I practice mindfulness daily. Headspace is a good app to use and I bought ‘The Little Book of Mindfulness’ from Amazon which gives you small daily activities, which is brilliant. Mindfulness keeps you focused on the present moment whilst allowing you to calmly accept and acknowledge your thoughts, feelings and bodily sensations. I used this to enable me to control panic attacks before they escalated and it is a very useful tool, but does take time to master.
When I’m feeling overwhelmed, I try and take 5 minutes out to just go and sit somewhere quietly, do some deep breathing and try to relax, this is where mindfulness also comes in!

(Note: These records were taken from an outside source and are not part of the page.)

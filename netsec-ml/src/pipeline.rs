//! Training pipeline orchestrator.
//!
//! Runs ingestion, validation, transformation and training in order, handing
//! each stage's artifact to the next. The first failure stops the run and is
//! returned wrapped with its stage; nothing is retried.

use crate::artifacts::{
    DataIngestionArtifact, DataTransformationArtifact, DataValidationArtifact,
    ModelTrainerArtifact,
};
use crate::config::{
    DataIngestionConfig, DataTransformationConfig, DataValidationConfig, ModelTrainerConfig,
    PipelineSettings, TrainingPipelineConfig,
};
use crate::data::ingest::DataIngestion;
use crate::data::schema::Schema;
use crate::data::source::{RecordStore, SqliteStore};
use crate::data::transform::DataTransformation;
use crate::data::validate::DataValidation;
use crate::error::{MlError, Stage, StageContext, StageError};
use crate::training::tracking::{ExperimentTracker, tracker_from_settings};
use crate::training::trainer::ModelTrainer;
use std::sync::Arc;
use std::time::Duration;
use tracing::Instrument;

pub struct TrainingPipeline {
    settings: PipelineSettings,
    run: TrainingPipelineConfig,
    store: Arc<dyn RecordStore>,
    tracker: Arc<dyn ExperimentTracker>,
}

impl TrainingPipeline {
    pub fn new(
        settings: PipelineSettings,
        store: Arc<dyn RecordStore>,
        tracker: Arc<dyn ExperimentTracker>,
    ) -> Self {
        let run = TrainingPipelineConfig::now(&settings);
        Self {
            settings,
            run,
            store,
            tracker,
        }
    }

    /// Build with the SQLite record store and the configured tracker.
    pub fn from_settings(settings: PipelineSettings) -> Result<Self, StageError> {
        settings.validate().in_stage(Stage::Setup)?;
        let store: Arc<dyn RecordStore> = Arc::new(SqliteStore::new(&settings.store.path));
        let tracker = tracker_from_settings(&settings.tracking).in_stage(Stage::Setup)?;
        Ok(Self::new(settings, store, tracker))
    }

    /// Replace the run identity, e.g. to pin the artifact directory.
    pub fn with_run(mut self, run: TrainingPipelineConfig) -> Self {
        self.run = run;
        self
    }

    pub fn run_config(&self) -> &TrainingPipelineConfig {
        &self.run
    }

    pub fn settings(&self) -> &PipelineSettings {
        &self.settings
    }

    /// Configuration checks that must pass before any stage runs.
    pub fn preflight(&self) -> Result<(), StageError> {
        self.settings.validate().in_stage(Stage::Setup)?;
        Schema::load(&self.settings.schema_path).in_stage(Stage::Setup)?;
        Ok(())
    }

    pub async fn start_data_ingestion(&self) -> Result<DataIngestionArtifact, StageError> {
        let config = DataIngestionConfig::new(&self.run, &self.settings);
        let timeout = Duration::from_secs(self.settings.store.timeout_secs.max(1));
        let store = Arc::clone(&self.store);
        async move {
            tokio::time::timeout(timeout, store.connect())
                .await
                .map_err(|_| {
                    MlError::ingestion(format!(
                        "connecting to {} timed out after {}s",
                        store.location(),
                        timeout.as_secs()
                    ))
                })?
                .map_err(|e| MlError::ingestion(format!("cannot connect to record store: {e}")))?;
            let result = DataIngestion::new(config, Arc::clone(&store))
                .initiate_data_ingestion()
                .await;
            if let Err(e) = store.close().await {
                tracing::warn!(error = %e, "Closing the record store failed");
            }
            let artifact = result?;
            tracing::info!(?artifact, "Data ingestion completed");
            Ok(artifact)
        }
        .instrument(tracing::info_span!("stage", name = Stage::Ingestion.as_str()))
        .await
        .in_stage(Stage::Ingestion)
    }

    pub fn start_data_validation(
        &self,
        ingestion_artifact: DataIngestionArtifact,
    ) -> Result<DataValidationArtifact, StageError> {
        let _span = tracing::info_span!("stage", name = Stage::Validation.as_str()).entered();
        let config = DataValidationConfig::new(&self.run, &self.settings);
        let artifact = DataValidation::new(config, ingestion_artifact)
            .and_then(|stage| stage.initiate_data_validation())
            .in_stage(Stage::Validation)?;
        if artifact.validation_status {
            tracing::info!(?artifact, "Data validation completed");
        } else {
            tracing::warn!(
                report = %artifact.drift_report_file_path.display(),
                "Data validation completed with drift"
            );
        }
        Ok(artifact)
    }

    pub fn start_data_transformation(
        &self,
        validation_artifact: DataValidationArtifact,
    ) -> Result<DataTransformationArtifact, StageError> {
        let _span = tracing::info_span!("stage", name = Stage::Transformation.as_str()).entered();
        let config = DataTransformationConfig::new(&self.run, &self.settings);
        let artifact = DataTransformation::new(config, validation_artifact)
            .initiate_data_transformation()
            .in_stage(Stage::Transformation)?;
        tracing::info!(?artifact, "Data transformation completed");
        Ok(artifact)
    }

    pub async fn start_model_trainer(
        &self,
        transformation_artifact: DataTransformationArtifact,
    ) -> Result<ModelTrainerArtifact, StageError> {
        let config = ModelTrainerConfig::new(&self.run, &self.settings);
        let trainer = ModelTrainer::new(config, transformation_artifact, Arc::clone(&self.tracker));
        let artifact = trainer
            .initiate_model_trainer()
            .instrument(tracing::info_span!("stage", name = Stage::Training.as_str()))
            .await
            .in_stage(Stage::Training)?;
        tracing::info!(
            family = %artifact.model_family,
            test_f1 = artifact.test_metric_artifact.f1_score,
            "Model training completed"
        );
        Ok(artifact)
    }

    /// Run every stage in order.
    pub async fn run_pipeline(&self) -> Result<ModelTrainerArtifact, StageError> {
        self.preflight()?;
        tracing::info!(
            pipeline = %self.run.pipeline_name,
            artifact_dir = %self.run.artifact_dir.display(),
            "Training pipeline started"
        );
        let ingestion = self.start_data_ingestion().await?;
        let validation = self.start_data_validation(ingestion)?;
        let transformation = self.start_data_transformation(validation)?;
        let trained = self.start_model_trainer(transformation).await?;
        tracing::info!(
            model = %trained.trained_model_file_path.display(),
            "Training pipeline finished"
        );
        Ok(trained)
    }
}
//! Repository operations: metadata, branches, contributor and language
//! insights.

use crate::client::GitHubClient;
use crate::errors::GitHubResult;
use crate::pagination::{Page, PaginationParams};
use crate::types::{Branch, ContributorStats, LanguageStats, Repository};
use reqwest::StatusCode;

/// Default page size for branch listings.
pub const DEFAULT_BRANCH_PER_PAGE: u32 = 30;

/// Service for repository operations.
pub struct RepositoriesService<'a> {
    client: &'a GitHubClient,
}

impl<'a> RepositoriesService<'a> {
    /// Creates a new repositories service.
    pub fn new(client: &'a GitHubClient) -> Self {
        Self { client }
    }

    /// Gets a repository.
    pub async fn get(&self, owner: &str, repo: &str) -> GitHubResult<Repository> {
        self.client.get(&format!("/repos/{}/{}", owner, repo)).await
    }

    /// Lists the first page of branches at the default page size.
    pub async fn list_branches(&self, owner: &str, repo: &str) -> GitHubResult<Vec<Branch>> {
        let page = self
            .list_branches_page(owner, repo, 1, DEFAULT_BRANCH_PER_PAGE)
            .await?;
        Ok(page.into_items())
    }

    /// Lists a page of branches.
    pub async fn list_branches_page(
        &self,
        owner: &str,
        repo: &str,
        page: u32,
        per_page: u32,
    ) -> GitHubResult<Page<Branch>> {
        self.client
            .get_page(
                &format!("/repos/{}/{}/branches", owner, repo),
                Vec::new(),
                &PaginationParams::new(page, per_page),
            )
            .await
    }

    /// Gets per-contributor commit statistics.
    ///
    /// The upstream computes these asynchronously and answers 202 with no
    /// usable body until they are ready; that case returns an empty list so
    /// callers can retry later without treating it as a failure.
    pub async fn contributors(&self, owner: &str, repo: &str) -> GitHubResult<Vec<ContributorStats>> {
        let response = self
            .client
            .get_response(&format!("/repos/{}/{}/stats/contributors", owner, repo), &[])
            .await?;

        if response.status() == StatusCode::ACCEPTED {
            tracing::debug!(owner, repo, "contributor stats still computing");
            return Ok(Vec::new());
        }

        GitHubClient::decode(response).await
    }

    /// Gets language byte counts for a repository.
    pub async fn languages(&self, owner: &str, repo: &str) -> GitHubResult<LanguageStats> {
        self.client
            .get(&format!("/repos/{}/{}/languages", owner, repo))
            .await
    }
}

Last year I started a blog. I found that writing down my thoughts and feelings, it really helped me to accept what was happening to me and released some of the upset and anger. Not everyone has to blog if they don’t want to though, I started off just writing things down on paper and even threw a lot of what I had written away, but just writing it down and getting everything out on paper or in the open, really helped me to let go of it from my mind and I found it very therapeutic.
Its good to talk
Sometimes writing it down isn’t always enough and we feel we need to speak to someone about how we are feeling. I always go to someone I trust when I am feeling anxious or worried. This helps me to talk through my feelings and gain some clarification on why I feel how I do at that moment in time.
Small weekly goals
I make sure I have at least one nice thing pre-planned at the start of every week that I can look forward to. It doesn’t have to be anything big or expensive and if you don’t feel like it, it doesn’t even have to involve other people. Something simple like getting your favourite coffee and reading or listening to an audiobook or planning a nice walk helps me.
Exercise and cutting out caffeine have helped my mental health to no end. I always make sure I go for at least a half-hour walk daily and very rarely have caffeine anymore.
Find a local support group and a support network online. Just knowing you are not alone and there are others who completely understand what you are going through can be very reassuring and helpful. I even started up my own support group when first diagnosed on Facebook.
I hope these few tips help others as they have helped me.